• **Task brief**
Using the data below, return all lines in which "name" appears.

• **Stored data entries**
§
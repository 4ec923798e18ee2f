use utoipa::OpenApi;
use crate::modules::transcode::dto::*;
use crate::modules::video::dto::*;

#[derive(OpenApi)]
#[openapi(
    paths(
        crate::modules::video::handler::upload_video,
        crate::modules::video::handler::get_video,
        crate::modules::transcode::handler::request_transcode_job,
        crate::modules::transcode::handler::get_transcode_job,
    ),
    components(
        schemas(
            TranscodeRequest, TranscodeAccepted, TranscodeJobResponse,
            VideoUploadResponse, VideoResponse, UploadAnalysis,
            crate::modules::video::model::Video,
            crate::modules::video::model::Quality,
            crate::modules::transcode::model::JobStatus,
        )
    ),
    tags(
        (name = "Video", description = "Video upload and catalog"),
        (name = "Transcode", description = "Asynchronous transcode jobs")
    ),
    security(
        ("bearer_auth" = [])
    ),
    modifiers(&SecurityAddon)
)]
pub struct ApiDoc;

use utoipa::Modify;
use utoipa::openapi::security::{SecurityScheme, HttpAuthScheme, HttpBuilder};

pub struct SecurityAddon;

impl Modify for SecurityAddon {
    fn modify(&self, openapi: &mut utoipa::openapi::OpenApi) {
        if let Some(components) = openapi.components.as_mut() {
            components.add_security_scheme(
                "bearer_auth",
                SecurityScheme::Http(
                    HttpBuilder::new()
                        .scheme(HttpAuthScheme::Bearer)
                        .bearer_format("JWT")
                        .build(),
                ),
            );
        }
    }
}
§
• **Output for this task**
        (name = "Video", description = "Video upload and catalog"),
        (name = "Transcode", description = "Asynchronous transcode jobs")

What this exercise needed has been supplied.